The purpose of our paper (Fildani et al., 2009) was to report a suite of 205 reliable single-grain U-Pb zircon ages from ash horizons in the southwestern Karoo Basin, thus demonstrating the potential of this technique to determine ages of ash beds elsewhere in the basin. The zircons yielded a late Permian to earliest Triassic population of ages that young upward with the stratigraphy. These results challenge the oversimplified tabular lithostratigraphic model for this part of the Karoo basin, suggesting that a reevaluation of the Ecca and lower Beaufort groups is necessary.

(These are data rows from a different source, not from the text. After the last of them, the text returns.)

//! # 数据库配置

use crate::error::{AppError, Result};
use crate::{linfo, logging::{LogComponent, LogStage}};
use serde::{Deserialize, Serialize};
use std::path::Path;

/// 数据库配置
#[derive(Debug, Clone, Serialize, Deserialize)]
#[serde(default)]
pub struct DatabaseConfig {
    /// 数据库URL
    pub url: String,
    /// 最大连接数
    pub max_connections: u32,
    /// 连接超时时间（秒）
    pub connect_timeout: u64,
}

impl Default for DatabaseConfig {
    fn default() -> Self {
        Self {
            url: "sqlite://./data/house33.db".to_string(),
            max_connections: 10,
            connect_timeout: 30,
        }
    }
}

impl DatabaseConfig {
    /// 确保数据库路径存在（仅对SQLite文件数据库）
    pub fn ensure_database_path(&self) -> Result<()> {
        if self.is_sqlite() && !self.is_memory_database() {
            let path_str = self
                .url
                .strip_prefix("sqlite://")
                .or_else(|| self.url.strip_prefix("sqlite:"))
                .unwrap_or(&self.url);
            let path_str = path_str.split('?').next().unwrap_or(path_str);
            let db_path = Path::new(path_str);

            if let Some(parent) = db_path.parent() {
                if !parent.as_os_str().is_empty() && !parent.exists() {
                    std::fs::create_dir_all(parent).map_err(|e| {
                        AppError::config_with_source(
                            format!("无法创建数据库目录: {}", parent.display()),
                            e,
                        )
                    })?;

                    linfo!(
                        "system",
                        LogStage::Startup,
                        LogComponent::Database,
                        "create_db_dir",
                        &format!("创建数据库目录: {}", parent.display())
                    );
                }
            }
        }

        Ok(())
    }

    /// 获取准备好的数据库连接字符串；SQLite 文件库自动追加 `mode=rwc`
    pub fn get_connection_url(&self) -> Result<String> {
        self.ensure_database_path()?;
        if self.is_sqlite() && !self.is_memory_database() && !self.url.contains("mode=") {
            let separator = if self.url.contains('?') { '&' } else { '?' };
            return Ok(format!("{}{separator}mode=rwc", self.url));
        }
        Ok(self.url.clone())
    }

    /// 检查是否为内存数据库
    #[must_use]
    pub fn is_memory_database(&self) -> bool {
        self.url.contains(":memory:")
    }

    /// 检查是否为SQLite数据库
    #[must_use]
    pub fn is_sqlite(&self) -> bool {
        self.url.starts_with("sqlite:")
    }
}
//! # 账单模块
//!
//! Stripe REST API 客户端

pub mod stripe;

pub use stripe::{CheckoutSession, SeededProduct, StripeClient};
//! # HTTP 中间件

pub mod auth;
pub mod request_id;

pub use auth::{AuthContext, SESSION_COOKIE, extract_session_token, require_session, resolve_auth};
pub use request_id::{RequestId, request_id_middleware};
pub use sea_orm_migration::prelude::*;

mod m20240101_000001_create_users_table;
mod m20240101_000002_create_user_sessions_table;
mod m20240101_000003_create_login_history_table;

pub struct Migrator;

#[async_trait::async_trait]
impl MigratorTrait for Migrator {
    fn migrations() -> Vec<Box<dyn MigrationTrait>> {
        vec![
            Box::new(m20240101_000001_create_users_table::Migration),
            Box::new(m20240101_000002_create_user_sessions_table::Migration),
            Box::new(m20240101_000003_create_login_history_table::Migration),
        ]
    }
}
//! # 测试辅助函数
//!
//! 提供通用的测试工具和辅助函数

use sea_orm::{Database, DatabaseConnection, DbErr};
use sea_orm_migration::MigratorTrait;
use std::sync::{Arc, Once};
use tracing::Level;

use crate::app::AppContext;
use crate::config::{AppConfig, DatabaseConfig};
use crate::error::Result;

static INIT: Once = Once::new();

/// 测试用 webhook 签名密钥
pub const TEST_WEBHOOK_SECRET: &str = "whsec_test_secret";

/// 测试用双因素挑战签名密钥
pub const TEST_CHALLENGE_SECRET: &str = "test-challenge-secret";

/// 初始化测试环境
pub fn init_test_env() {
    INIT.call_once(|| {
        tracing_subscriber::fmt()
            .with_max_level(Level::DEBUG)
            .with_test_writer()
            .try_init()
            .ok();
    });
}

/// 创建内存数据库连接并执行迁移
pub async fn create_test_db() -> std::result::Result<DatabaseConnection, DbErr> {
    let db = Database::connect("sqlite::memory:").await?;
    migration::Migrator::up(&db, None).await?;
    Ok(db)
}

/// 测试配置：内存数据库、已知 webhook 密钥、低 bcrypt 成本
#[must_use]
pub fn test_config() -> AppConfig {
    let mut config = AppConfig::default();
    config.database = DatabaseConfig {
        url: "sqlite::memory:".to_string(),
        ..DatabaseConfig::default()
    };
    config.billing.stripe_webhook_secret = Some(TEST_WEBHOOK_SECRET.to_string());
    config.auth.bcrypt_cost = 4;
    config.auth.challenge_secret = Some(TEST_CHALLENGE_SECRET.to_string());
    config
}

/// 基于给定配置和全新内存数据库组装应用上下文
pub async fn create_test_context_with(config: AppConfig) -> Result<Arc<AppContext>> {
    init_test_env();
    let db = Arc::new(create_test_db().await?);
    Ok(Arc::new(AppContext::build(Arc::new(config), db)?))
}

/// 使用 [`test_config`] 组装应用上下文
pub async fn create_test_context() -> Result<Arc<AppContext>> {
    create_test_context_with(test_config()).await
}
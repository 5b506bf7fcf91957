//! # 错误处理宏

/// 快速创建验证错误的宏
#[macro_export]
macro_rules! validation_error {
    ($msg:expr) => {
        $crate::error::AppError::validation($msg, None)
    };
    ($fmt:expr, $($arg:tt)*) => {
        $crate::error::AppError::validation(format!($fmt, $($arg)*), None)
    };
}

/// 确保条件成立，否则返回验证错误
#[macro_export]
macro_rules! ensure_valid {
    ($cond:expr, $msg:expr) => {
        if !($cond) {
            return Err($crate::validation_error!($msg));
        }
    };
    ($cond:expr, $fmt:expr, $($arg:tt)*) => {
        if !($cond) {
            return Err($crate::validation_error!($fmt, $($arg)*));
        }
    };
}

We have no reason to question the peer-reviewed interpretations of the Skoorsteenberg Formation and correlative Laingsburg Formation as having been deposited in marine environments (Bouma and Wickens, 1994; Fildani et al., 2007; Flint et al., 2007; Hodgson et al., 2006; Johnson et al., 2001; Scott et al., 2000; Wickens and Bouma, 2000; Wild et al., 2009). Higgs (2010) would prefer that we accept his lacustrine interpretation for the Skoorsteenberg Formation, which is bewildering since he admits that the ichnofauna Chondrites, Lophoctenium, and Lorenzinia are “invariably marine.” He emphasizes the two ichnogenera, Gordia and Helminthopsis, which apparently support his non-marine interpretation, except that they are also common to marine deposits, including those of the deep sea (e.g., Wetzel et al., 2007; Gingras et al., 2008; Heard and Pickering, 2008). In fact, Helminthopsis is often recognized in association with the Cruziana, Zoophycos, and Nereites ichnofacies (Pemberton et al., 2001; MacEachern et al., 2007). The trace fossil assemblage reported by Johnson et al. (2001) is overwhelmingly consistent with a marine setting. Of the eleven ichnogenera recognized, six (Chondrites, Cosmorhaphe, Helminthoida, Helminthopsis, Lorenzinia, and Paleodictyon) are common components of the Nereites ichnofacies (MacEachern et al., 2007); the other five ichnogenera are also widely reported from marine environments. We do acknowledge salinity fluctuations during early Karoo basin evolution (lower Ecca Group formations), but this in no way contradicts a deep-water setting.
Interestingly, Higgs disregards the recent publications of Tankard et al. (2009) and Scheffler et al. (2006) that address the basin's dynamics and paleogeography. Scheffler et al. (2006) clearly identified proxies for a fully marine Karoo Basin through their “turbiditic phase” (their figure 9). Wild et al. (2009) also supported a marine setting on the basis of tidal facies. Despite this corroborating evidence, Higgs claims that a marine interpretation is “doubtful” but then admits that he would not be surprised if there were marine bands in the succession. Higgs’ insistence on a non-marine or lacustrine setting for this part of the Karoo Basin is weakly supported only by ambiguous, isolated evidence. Together, however, the sedimentary facies, chemical proxies, and ichnofacies associated with the ash beds of Fildani et al. (2009) strongly support a marine interpretation for the Permian-Triassic (P-T) boundary in the Karoo basin.